Opened in 2007, Winzavod (whose name actually means "Wine Factory" in Russian) can still be considered "off-the-beaten-path" for now, but it likely won't be for long. It's striving hard to be a global center for the arts, hosting awards, holding events, inviting international artists, and more. They have marketing deals with Red Bull and other trendy brands to make sure that their events are well-attended and well-stocked with beverages, funding, and things to do and see.

In addition to being able to see big names from the global modern art world and up-and-comers of the Russian art scene, one of the main draws to Winzavod is simply its architecture. Built over 100 years ago, the winery went out of business when the USSR fell, and now has been adopted by a major urban renewal project.
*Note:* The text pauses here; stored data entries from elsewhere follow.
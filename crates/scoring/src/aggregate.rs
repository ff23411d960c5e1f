use crate::config::AggregateConfig;
use crate::error::{Result, ScoringError};
use attribution_graph::{ClusterId, KeywordId, KeywordIndex, Metrics, Partition};
use attribution_loader::Observation;
use attribution_protocol::{ClusterMembershipRow, ClusterSummaryRow, RegionRollupRow};
use serde::{Deserialize, Serialize};
use std::collections::{BTreeMap, BTreeSet, HashMap};

/// Rolled-up cluster, the unit the filter and scorer work on
#[derive(Debug, Clone, PartialEq, Serialize, Deserialize)]
pub struct ClusterAggregate {
    pub id: ClusterId,
    /// Highest-revenue keyword within the member slugs
    pub label_keyword: Option<String>,
    pub label_angle: Option<String>,
    /// Member slug names, sorted
    pub slugs: Vec<String>,
    pub metrics: Metrics,
    /// Distinct keywords across member slugs
    pub keyword_count: usize,
    pub rpc: Option<f64>,
    pub rps: Option<f64>,
    /// Set by the leadgen filter
    pub excluded: bool,
}

impl ClusterAggregate {
    pub fn summary_row(&self) -> ClusterSummaryRow {
        ClusterSummaryRow {
            cluster_id: self.id,
            label_keyword: self.label_keyword.clone(),
            label_angle: self.label_angle.clone(),
            slug_count: self.slugs.len(),
            keyword_count: self.keyword_count,
            clicks: self.metrics.clicks,
            searches: self.metrics.searches,
            revenue: self.metrics.revenue,
            rpc: self.rpc,
            rps: self.rps,
            excluded: self.excluded,
        }
    }

    pub fn membership_rows(&self) -> impl Iterator<Item = ClusterMembershipRow> + '_ {
        self.slugs.iter().map(move |slug| ClusterMembershipRow {
            cluster_id: self.id,
            slug: slug.clone(),
        })
    }
}

/// Per-slug totals recomputed straight from the observations
#[derive(Debug, Clone, PartialEq, Serialize, Deserialize)]
pub struct SlugAggregate {
    pub slug: String,
    pub cluster_id: ClusterId,
    pub metrics: Metrics,
    pub rpc: Option<f64>,
    pub rps: Option<f64>,
}

#[derive(Debug, Clone, PartialEq, Serialize, Deserialize)]
pub struct RegionAggregate {
    pub cluster_id: ClusterId,
    pub region: Option<String>,
    pub metrics: Metrics,
}

impl RegionAggregate {
    pub fn row(&self) -> RegionRollupRow {
        RegionRollupRow {
            cluster_id: self.cluster_id,
            region: self.region.clone(),
            revenue: self.metrics.revenue,
            clicks: self.metrics.clicks,
            searches: self.metrics.searches,
        }
    }
}

/// Totals on both sides of the conservation check
#[derive(Debug, Clone, Copy, PartialEq, Serialize, Deserialize)]
pub struct ConservationReport {
    /// Sum of per-slug totals recomputed from observations
    pub slugs: Metrics,
    /// Sum of cluster totals
    pub clusters: Metrics,
    pub tolerance: f64,
}

#[derive(Debug, Clone, Default, PartialEq, Serialize, Deserialize)]
pub struct Aggregation {
    pub clusters: Vec<ClusterAggregate>,
    pub slugs: Vec<SlugAggregate>,
    pub regions: Vec<RegionAggregate>,
    pub conservation: Option<ConservationReport>,
}

pub struct Aggregator<'a> {
    config: &'a AggregateConfig,
}

impl<'a> Aggregator<'a> {
    pub fn new(config: &'a AggregateConfig) -> Result<Self> {
        config.validate()?;
        Ok(Self { config })
    }

    /// Roll up clusters and verify they conserve the observation totals.
    ///
    /// A conservation failure is an error: downstream budgets would
    /// otherwise be built on silently wrong numbers.
    pub fn aggregate(
        &self,
        index: &KeywordIndex,
        partition: &Partition,
        observations: &[Observation],
    ) -> Result<Aggregation> {
        let slug_totals = recompute_slug_totals(observations);
        let mut slugs = Vec::with_capacity(index.slug_count());
        for entry in index.slugs() {
            let cluster_id = partition.cluster_of(entry.id).ok_or_else(|| {
                ScoringError::PartitionMismatch(format!("slug `{}` has no cluster", entry.slug))
            })?;
            let metrics = slug_totals
                .get(entry.slug.as_str())
                .copied()
                .unwrap_or_default();
            slugs.push(SlugAggregate {
                slug: entry.slug.clone(),
                cluster_id,
                metrics,
                rpc: metrics.rpc(),
                rps: metrics.rps(),
            });
        }
        if slug_totals.len() != slugs.len() {
            return Err(ScoringError::PartitionMismatch(format!(
                "observations cover {} slugs, index has {}",
                slug_totals.len(),
                slugs.len()
            )));
        }

        let mut clusters = Vec::with_capacity(partition.len());
        let mut regions = Vec::new();
        for cluster in partition.clusters() {
            let mut metrics = Metrics::default();
            let mut keywords: BTreeSet<KeywordId> = BTreeSet::new();
            let mut keyword_revenue: BTreeMap<KeywordId, f64> = BTreeMap::new();
            let mut region_totals: BTreeMap<Option<String>, Metrics> = BTreeMap::new();
            let mut names = Vec::with_capacity(cluster.len());

            for &slug_id in &cluster.members {
                let entry = index.slug(slug_id).ok_or_else(|| {
                    ScoringError::PartitionMismatch(format!("unknown slug id {slug_id}"))
                })?;
                metrics += entry.metrics;
                keywords.extend(entry.keywords());
                for (&kw, &revenue) in &entry.keyword_revenue {
                    *keyword_revenue.entry(kw).or_insert(0.0) += revenue;
                }
                if self.config.region_rollups {
                    for (region, m) in &entry.regions {
                        *region_totals.entry(region.clone()).or_default() += *m;
                    }
                }
                names.push(entry.slug.clone());
            }

            // Lowest keyword id (= alphabetical) wins revenue ties.
            let label = keyword_revenue
                .iter()
                .max_by(|x, y| x.1.total_cmp(y.1).then_with(|| y.0.cmp(x.0)))
                .and_then(|(&kw, _)| index.keyword(kw));

            regions.extend(region_totals.into_iter().map(|(region, m)| RegionAggregate {
                cluster_id: cluster.id,
                region,
                metrics: m,
            }));

            clusters.push(ClusterAggregate {
                id: cluster.id,
                label_keyword: label.map(|kw| kw.text.clone()),
                label_angle: label.and_then(|kw| kw.angle.clone()),
                slugs: names,
                metrics,
                keyword_count: keywords.len(),
                rpc: metrics.rpc(),
                rps: metrics.rps(),
                excluded: false,
            });
        }

        let report = ConservationReport {
            slugs: slugs.iter().map(|s| &s.metrics).sum(),
            clusters: clusters.iter().map(|c| &c.metrics).sum(),
            tolerance: self.config.conservation_tolerance,
        };
        check_conservation(&report)?;

        log::info!(
            "Aggregated {} clusters: revenue={:.2}, clicks={:.0}, searches={}",
            clusters.len(),
            report.clusters.revenue,
            report.clusters.clicks,
            report.clusters.searches
        );

        Ok(Aggregation {
            clusters,
            slugs,
            regions,
            conservation: Some(report),
        })
    }
}

fn recompute_slug_totals(observations: &[Observation]) -> HashMap<&str, Metrics> {
    let mut totals: HashMap<&str, Metrics> = HashMap::new();
    for obs in observations {
        *totals.entry(obs.slug.as_str()).or_default() += Metrics::from_observation(obs);
    }
    totals
}

/// Fails when cluster totals drift from slug totals beyond the tolerance
pub fn check_conservation(report: &ConservationReport) -> Result<()> {
    let tol = report.tolerance;
    within("revenue", report.clusters.revenue, report.slugs.revenue, tol)?;
    within("clicks", report.clusters.clicks, report.slugs.clicks, tol)?;
    if report.clusters.searches != report.slugs.searches {
        return Err(ScoringError::ConservationViolation {
            metric: "searches",
            clusters: report.clusters.searches as f64,
            expected: report.slugs.searches as f64,
        });
    }
    Ok(())
}

fn within(metric: &'static str, clusters: f64, expected: f64, tolerance: f64) -> Result<()> {
    let scale = 1f64.max(clusters.abs()).max(expected.abs());
    if (clusters - expected).abs() <= tolerance * scale {
        Ok(())
    } else {
        Err(ScoringError::ConservationViolation {
            metric,
            clusters,
            expected,
        })
    }
}

#[cfg(test)]
mod tests {
    use super::*;
    use attribution_graph::{cluster_observations, GraphConfig};
    use attribution_loader::Taxonomy;
    use pretty_assertions::assert_eq;

    fn fixture() -> Vec<Observation> {
        vec![
            Observation::new("kw1", "A", 10.0, 1.0, 1).region("US"),
            Observation::new("kw1", "B", 10.0, 1.0, 1).region("US"),
            Observation::new("kw2", "B", 5.0, 1.0, 1).region("CA"),
            Observation::new("kw2", "C", 5.0, 1.0, 1),
            Observation::new("untagged", "D", 7.0, 0.0, 0),
        ]
    }

    fn aggregate(obs: &[Observation], min_jaccard: f64) -> Aggregation {
        let taxonomy = Taxonomy::new()
            .with_angle("kw1", "Topic One")
            .with_angle("kw2", "Topic Two");
        let config = GraphConfig {
            min_keyword_fanout: 1,
            min_shared_keywords: 1,
            min_jaccard,
            ..Default::default()
        };
        let clustering = cluster_observations(obs, &taxonomy, &config).unwrap();
        let agg_config = AggregateConfig::default();
        Aggregator::new(&agg_config)
            .unwrap()
            .aggregate(&clustering.index, &clustering.partition, obs)
            .unwrap()
    }

    #[test]
    fn cluster_totals_and_labels() {
        let agg = aggregate(&fixture(), 0.0);
        assert_eq!(agg.clusters.len(), 2);

        let abc = &agg.clusters[0];
        assert_eq!(abc.slugs, vec!["A", "B", "C"]);
        assert_eq!(abc.metrics, Metrics::new(30.0, 4.0, 4));
        assert_eq!(abc.keyword_count, 2);
        assert_eq!(abc.label_keyword.as_deref(), Some("kw1"));
        assert_eq!(abc.label_angle.as_deref(), Some("Topic One"));
        assert_eq!(abc.rpc, Some(7.5));
        assert_eq!(abc.rps, Some(7.5));

        let d = &agg.clusters[1];
        assert_eq!(d.slugs, vec!["D"]);
        assert_eq!(d.label_keyword.as_deref(), Some("untagged"));
        assert_eq!(d.label_angle, None);
        assert_eq!(d.rpc, None);
        assert_eq!(d.rps, None);
    }

    #[test]
    fn conservation_holds_and_is_reported() {
        let agg = aggregate(&fixture(), 0.6);
        let report = agg.conservation.unwrap();
        assert_eq!(report.clusters, report.slugs);
        assert_eq!(report.clusters.revenue, 37.0);
        assert_eq!(agg.clusters.len(), 4);
    }

    #[test]
    fn region_rollups_keep_null_region() {
        let agg = aggregate(&fixture(), 0.0);
        let first: Vec<(Option<&str>, f64)> = agg
            .regions
            .iter()
            .filter(|r| r.cluster_id == 0)
            .map(|r| (r.region.as_deref(), r.metrics.revenue))
            .collect();
        assert_eq!(first, vec![(None, 5.0), (Some("CA"), 5.0), (Some("US"), 20.0)]);
    }

    #[test]
    fn slug_rollup_bypasses_clustering() {
        let agg = aggregate(&fixture(), 0.0);
        let b = agg.slugs.iter().find(|s| s.slug == "B").unwrap();
        assert_eq!(b.metrics, Metrics::new(15.0, 2.0, 2));
        assert_eq!(b.cluster_id, 0);
    }

    #[test]
    fn drift_beyond_tolerance_is_an_error() {
        let report = ConservationReport {
            slugs: Metrics::new(100.0, 10.0, 5),
            clusters: Metrics::new(100.001, 10.0, 5),
            tolerance: 1e-6,
        };
        assert!(matches!(
            check_conservation(&report),
            Err(ScoringError::ConservationViolation { metric: "revenue", .. })
        ));

        let rounding = ConservationReport {
            clusters: Metrics::new(100.0 + 1e-9, 10.0, 5),
            ..report
        };
        assert!(check_conservation(&rounding).is_ok());
    }

    #[test]
    fn observations_outside_the_index_are_a_mismatch() {
        let obs = fixture();
        let taxonomy = Taxonomy::new();
        let clustering = cluster_observations(&obs[..2], &taxonomy, &GraphConfig::default()).unwrap();
        let config = AggregateConfig::default();
        let err = Aggregator::new(&config)
            .unwrap()
            .aggregate(&clustering.index, &clustering.partition, &obs)
            .unwrap_err();
        assert!(matches!(err, ScoringError::PartitionMismatch(_)));
    }
}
The center prides itself on using everything as a "found space." Restoration has largely been limited to cleaning and sealing the brick work and the facility feels very industrial but also clean and cozy.

Exhibitions change frequently and often vary in composition and quality. Check out their website for current exhibits and plan accordingly. Also, the facility now host several awards ceremonies (such as the annual Best of Russia competition and the Kandinsky Prize). These are generally the best times to go and see the facility in full swing. The annual "museum night" event, held in mid-May, is also a great time to go and mill with Moscow's hoards of young, aspiring artists enjoying an all-night, free art fest.

A Redbull-sponsored rock concert held inside Winzavod.
A Red Bull-sponsored rock concert
held inside Winzavod.
 
The shops and cafes are overpriced, but fun to go in. Try to come during the week, as many of the places close during the weekend. Make sure to take a look at the graffiti scattered around the premise, updated each year at their annual graffiti festival.

Details: Prices vary according to exhibit. Hours of operation can also vary fairly widely, but the site is easy to navigate and plan your trip by. Photography is permitted in many parts of the facilities, but prohibited in some of the exhibits. Check their website for more info.

Directions: Click here for a Google Map. Winzavord is located at 4-th Syromyatnicheskiy lane, 1, bld. 6. Exit metro Чкаловская (Chkalovskaya) and head south down Садовое кольцо (Sadovoe Ring). Take a left at Сыромятнический пер (Siromyatnichneskiy Lane). Continue until you come to a fork in the road and take a left (follow the sign at the fork). Take a right down 4-й Сыромятнический переулок (4th Syromyatniskiy Lane) and Winzavod is on the left.